Representative John Gannon: Vermont’s current law is awkward because it’s a legalized product without creating a safe legal access to it.
Bob: Now, remember. Back in 2018, Vermont passed a law that essentially legalized cannabis in Vermont and said you could possess up to an ounce and you could grow several plants, but you couldn't sell it. So it set up this situation: Well, I can possess cannabis, but I can't buy it anywhere, because it's illegal to sell it. So Gannon started off by saying, you know, we got a pretty awkward law right here. And maybe it would be helpful if we could clarify for people exactly how this law is going to work. That really was the main argument in the House and Senate in the 2020 session.
Gannon: The goal of this bill is the elimination or near elimination of the black market, delivery of a product of a certified purity and known potency while minimizing the growth of heavy or hazardous use and use by children.
Bob: Dick Sears, who is the Senate Judiciary Chairman from Bennington becomes kind of the unlikely supporter and leader of the cannabis market. And his whole approach is, hey, Vermonters are going to other states to buy cannabis legally. If that's the case, it ought to be available here. And we have a real opportunity to make it safer here ...
Chairman Dick Sears: And we know that many Vermonters, that they're going and they're buying it in the black market and so forth. And we'd prefer to have Vermonters buying it in Vermont, a regulated drug.

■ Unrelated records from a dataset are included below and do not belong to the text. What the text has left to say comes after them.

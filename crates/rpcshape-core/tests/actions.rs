mod common;

use common::*;
use rpcshape_core::{
    ActionType, Direction, ExecutionError, ExecutionOutput, FieldFormatter, FieldType, LoadEntry,
    PageInfo, PageKind, StructValue, TypedField, Value,
};
use serde_json::{json, Map};

#[tokio::test]
async fn allow_list_rejects_every_other_load() {
    let (response, executor) = run_list(json!({
        "action": "list_todos_with_owner",
        "fields": ["id", {"user": ["displayName"]}, "commentCount", {"comments": ["body"]}],
    }))
    .await;

    let error = single_error(&response);
    assert_eq!(error["type"], json!("load_not_allowed"));
    assert_eq!(
        error["fields"],
        json!(["user.displayName", "commentCount", "comments"])
    );
    assert!(executor.requests().is_empty());

    let (response, _) = run_list(json!({
        "action": "list_todos_with_owner",
        "fields": ["id", {"user": ["name"]}],
    }))
    .await;
    assert_eq!(response["success"], json!(true));
}

#[tokio::test]
async fn deny_list_covers_nested_loads() {
    let (response, _) = run_list(json!({
        "action": "list_todos_public",
        "fields": ["id", {"comments": [{"author": ["name"]}]}],
    }))
    .await;

    let error = single_error(&response);
    assert_eq!(error["type"], json!("load_denied"));
    assert_eq!(error["fields"], json!(["comments", "comments.author"]));
}

#[tokio::test]
async fn keyset_page_is_wrapped() {
    let executor = StubExecutor::returning(
        ExecutionOutput::new(vec![sample_todo()]).with_page(PageInfo {
            kind: PageKind::Keyset {
                after: Some("g3QAAAABZAAC".into()),
                before: None,
            },
            limit: Some(1),
            more: true,
            count: Some(7),
        }),
    );

    let response = pipeline(executor.clone())
        .run(json!({
            "action": "list_todos",
            "fields": ["title"],
            "page": {"limit": 1, "after": "g3QAAAABZAAC", "count": true},
            "sort": "-dueDate,title",
            "filter": {"dueDate": {"lessThan": "2024-02-01"}},
        }))
        .await;

    assert_eq!(
        response["data"],
        json!({
            "results": [{"title": "Ship the release"}],
            "hasMore": true,
            "limit": 1,
            "after": "g3QAAAABZAAC",
            "before": null,
            "count": 7,
        })
    );

    let request = executor.last_request();
    let page = request.page.expect("page forwarded");
    assert!(page.is_keyset());
    assert!(page.count);
    assert_eq!(request.sort.len(), 2);
    assert_eq!(request.sort[0].field, "due_date");
    assert_eq!(
        request.filter,
        Some(json!({"due_date": {"less_than": "2024-02-01"}}))
    );
}

#[tokio::test]
async fn invalid_pagination() {
    for (action, page) in [
        ("list_todos", json!({"limit": 500})),
        ("list_todos", json!({"offset": 10, "after": "abc"})),
        ("get_todo", json!({"limit": 5})),
    ] {
        let (response, _) = run_list(json!({
            "action": action,
            "fields": ["id"],
            "page": page,
            "identity": TODO_ID,
        }))
        .await;
        assert_eq!(
            single_error(&response)["type"],
            json!("invalid_pagination"),
            "{action} {page}"
        );
    }
}

#[tokio::test]
async fn get_action_returns_a_single_record() {
    let executor = StubExecutor::returning(ExecutionOutput::new(sample_todo()));
    let response = pipeline(executor.clone())
        .run(json!({"action": "get_todo", "fields": ["title"], "identity": TODO_ID}))
        .await;

    assert_eq!(response, json!({"success": true, "data": {"title": "Ship the release"}}));
    assert_eq!(
        executor.last_request().identity,
        Some(Map::from_iter([("id".to_string(), json!(TODO_ID))]))
    );
}

#[tokio::test]
async fn create_formats_typed_input() {
    let created = StructValue::new("todo").with("id", "new").with("title", "Plan sprint");
    let executor = StubExecutor::returning(ExecutionOutput::new(created));

    let response = pipeline(executor.clone())
        .run(json!({
            "action": "create_todo",
            "input": {
                "title": "Plan sprint",
                "dueDate": "2024-03-01",
                "options": {"notify": false, "reminderMinutes": 30},
            },
            "fields": ["id", "title"],
        }))
        .await;
    assert_eq!(
        response,
        json!({"success": true, "data": {"id": "new", "title": "Plan sprint"}})
    );

    let request = executor.last_request();
    assert_eq!(request.action_type, ActionType::Create);
    assert_eq!(
        serde_json::Value::Object(request.input),
        json!({
            "title": "Plan sprint",
            "due_date": "2024-03-01",
            "options": {"notify": false, "reminder_minutes": 30},
        })
    );
}

#[tokio::test]
async fn create_input_errors() {
    let (response, _) = run_list(json!({
        "action": "create_todo",
        "input": {"description": "no title"},
        "fields": ["id"],
    }))
    .await;
    let error = single_error(&response);
    assert_eq!(error["type"], json!("required"));
    assert_eq!(error["fields"], json!(["title"]));

    let (response, _) = run_list(json!({
        "action": "create_todo",
        "input": {"title": "x", "completed": true},
        "fields": ["id"],
    }))
    .await;
    assert_eq!(single_error(&response)["type"], json!("invalid_attribute"));

    let (response, _) = run_list(json!({"action": "create_todo", "input": {"title": "x"}})).await;
    let error = single_error(&response);
    assert_eq!(error["type"], json!("missing_required_parameter"));
    assert_eq!(error["vars"]["parameter"], json!("fields"));
}

#[tokio::test]
async fn update_and_destroy_need_an_identity() {
    for action in ["update_todo", "destroy_todo"] {
        let (response, _) = run_list(json!({"action": action, "fields": ["id"]})).await;
        assert_eq!(single_error(&response)["type"], json!("missing_identity"), "{action}");
    }

    let (response, _) = run_list(json!({
        "action": "update_todo",
        "identity": {"title": "Ship the release"},
        "input": {"completed": true},
        "fields": ["id"],
    }))
    .await;
    assert_eq!(single_error(&response)["type"], json!("invalid_identity"));

    let executor = StubExecutor::returning(ExecutionOutput::new(Value::Nil));
    let response = pipeline(executor)
        .run(json!({"action": "destroy_todo", "primaryKey": {"id": TODO_ID}}))
        .await;
    assert_eq!(response, json!({"success": true, "data": {}}));
}

#[tokio::test]
async fn generic_actions() {
    let summary = Value::map([("total", 12), ("completed_count", 5)]);
    let executor = StubExecutor::returning(ExecutionOutput::new(summary));
    let response = pipeline(executor)
        .run(json!({"action": "todo_summary", "fields": ["completedCount"]}))
        .await;
    assert_eq!(response, json!({"success": true, "data": {"completedCount": 5}}));

    let executor = StubExecutor::returning(ExecutionOutput::new(4));
    let response = pipeline(executor.clone())
        .run(json!({"action": "pending_count", "input": {"userId": USER_ID}}))
        .await;
    assert_eq!(response, json!({"success": true, "data": 4}));
    assert_eq!(executor.last_request().input.get("user_id"), Some(&json!(USER_ID)));

    let (response, _) = run_list(json!({"action": "pending_count", "fields": ["total"]})).await;
    assert_eq!(single_error(&response)["type"], json!("invalid_field_selection"));
}

#[tokio::test]
async fn engine_errors_pass_through() {
    let executor = StubExecutor::failing(ExecutionError::NotFound {
        resource: "todo".into(),
    });
    let response = pipeline(executor)
        .run(json!({"action": "get_todo", "fields": ["id"], "identity": TODO_ID}))
        .await;
    assert_eq!(single_error(&response)["type"], json!("not_found"));

    let executor = StubExecutor::failing(ExecutionError::Engine {
        message: "connection reset".into(),
    });
    let response = pipeline(executor).run(json!({"action": "list_todos", "fields": ["id"]})).await;
    let error = single_error(&response);
    assert_eq!(error["type"], json!("ash_error"));
    assert_eq!(error["vars"]["message"], json!("connection reset"));
}

#[tokio::test]
async fn unknown_action_and_missing_action() {
    let (response, _) = run_list(json!({"action": "list_secrets", "fields": ["id"]})).await;
    assert_eq!(single_error(&response)["type"], json!("action_not_found"));

    let (response, _) = run_list(json!({"fields": ["id"]})).await;
    assert_eq!(single_error(&response)["type"], json!("missing_required_parameter"));
}

#[tokio::test]
async fn calculation_arguments_reach_the_engine() {
    let (response, executor) = run_list(json!({
        "action": "list_todos",
        "fields": ["id", {"daysUntil": {"args": {"fromDate": "2024-01-11"}}}],
    }))
    .await;
    assert_eq!(response["data"][0]["daysUntil"], json!(4));

    match &executor.last_request().load[0] {
        LoadEntry::Calculation { name, args, .. } => {
            assert_eq!(name, "days_until");
            assert_eq!(args.get("from_date"), Some(&json!("2024-01-11")));
        }
        other => panic!("unexpected load entry {other:?}"),
    }
}

#[test]
fn payload_formatting_round_trips() {
    let registry = registry();
    let ty = FieldType::typed_map(vec![
        TypedField::new("due_date", FieldType::Date),
        TypedField::new("reminder_minutes", FieldType::Integer),
        TypedField::new("raw", FieldType::untyped_map()),
        TypedField::new("external_ref", FieldType::String).client_name("extRef"),
    ]);
    let client = json!({
        "dueDate": "2024-01-01",
        "reminderMinutes": 5,
        "raw": {"Keep_Me": {"as_is": true}},
        "extRef": "A-1",
    });

    for formatter in [FieldFormatter::CamelCase, FieldFormatter::PascalCase] {
        let client = formatter
            .format_payload(&client, Some(&ty), Direction::Input, &registry)
            .and_then(|internal| formatter.format_payload(&internal, Some(&ty), Direction::Output, &registry))
            .unwrap();
        let internal = formatter
            .format_payload(&client, Some(&ty), Direction::Input, &registry)
            .unwrap();
        assert_eq!(internal["raw"], json!({"Keep_Me": {"as_is": true}}));
        assert_eq!(internal["external_ref"], json!("A-1"));

        let back = formatter
            .format_payload(&internal, Some(&ty), Direction::Output, &registry)
            .unwrap();
        assert_eq!(back, client);
    }

    let untyped = json!({"Mixed_Case": {"innerKey": 1}});
    assert_eq!(
        FieldFormatter::SnakeCase
            .format_payload(&untyped, None, Direction::Input, &registry)
            .unwrap(),
        untyped
    );
}
//! Configuration and observability shared by rpcshape crates

pub mod config;
pub mod observability;

pub use config::*;
pub use observability::*;
use std::collections::BTreeMap;

use crate::error::{Result, RpcError};
use crate::schema::{Action, Resource};

/// Resources known to the RPC layer, keyed by name.
#[derive(Debug, Clone, Default)]
pub struct ResourceRegistry {
    resources: BTreeMap<String, Resource>,
}

impl ResourceRegistry {
    pub fn new() -> Self {
        Self::default()
    }

    /// Register a resource, replacing any previous one with the same name.
    pub fn register(&mut self, resource: Resource) -> &mut Self {
        self.resources.insert(resource.name.clone(), resource);
        self
    }

    pub fn with(mut self, resource: Resource) -> Self {
        self.register(resource);
        self
    }

    pub fn resource(&self, name: &str) -> Option<&Resource> {
        self.resources.get(name)
    }

    pub fn all_resources(&self) -> impl Iterator<Item = &Resource> {
        self.resources.values()
    }

    pub fn get_resource_by_name(&self, name: &str) -> Result<&Resource> {
        self.resource(name).ok_or_else(|| RpcError::Engine {
            message: format!("Resource with name `{}` not found", name),
        })
    }

    /// Look up `action` on `resource`; unknown names surface as `action_not_found`.
    pub fn get_action(&self, resource: &str, action: &str) -> Result<(&Resource, &Action)> {
        let not_found = || RpcError::ActionNotFound {
            action: format!("{resource}.{action}"),
        };
        let res = self.resource(resource).ok_or_else(not_found)?;
        let act = res.action_named(action).ok_or_else(not_found)?;
        Ok((res, act))
    }
}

Bob: ... And take some of the revenue that's going to be derived from the sale of cannabis and put it into after school programs, put it into youth prevention programs. And Sears really becomes the champion of the “tax and regulate” bill.
Sears: And this is an opportunity to regulate, to make sure that what our people are buying, if they don't go to another state, is tested and proper.
Bob: After the passage of the law, the next step really falls to the Cannabis Control Board. This is a three-person board that's appointed by Governor [Phil] Scott. And they're really charged with implementing this law in every aspect you can think of, from licensing growers to licensing people who will test and the people who will manufacture. And, you know, the sort of overriding thing here is that because of the federal prohibition, everything in Vermont has to happen in Vermont. So it has to be grown here. It has to be tested here. It has to be manufactured here. And it has to be sold here. And there can be no interruption in that supply chain. Everything has to be within Vermont.
Myra Flynn: I think it's amazing that you can't have any part of the cannabis process done outside of the state. Is that usual or is that just a Vermont thing?
Bob: No, that's a usual thing. That's going to be true in every state because of the federal prohibition. So it's going to be against federal law to transport cannabis across state lines in any form, be it raw cannabis, gummy bears. "Let's send it out of state to be tested and then bring it back" — can't do that either. This is a real challenge for us. Because we've got to build these different sectors of the cannabis marketplace. We've got to build them from scratch, and have them all ready by the first of October.
Vermont’s cannabis marketplace
James Pepper: There's always a rocky start to the rollout of this these cannabis markets. And it's because of federal illegality.
Bob: So, at the corner of State and Main street in Montpelier is the city center office complex. And up on the third floor we have the offices of the Cannabis Control Board. And the chairman of the board is James Pepper.
Pepper: And so, really, when you think about Vermont, we have some of the highest usage rates, we have a very robust illicit market right now.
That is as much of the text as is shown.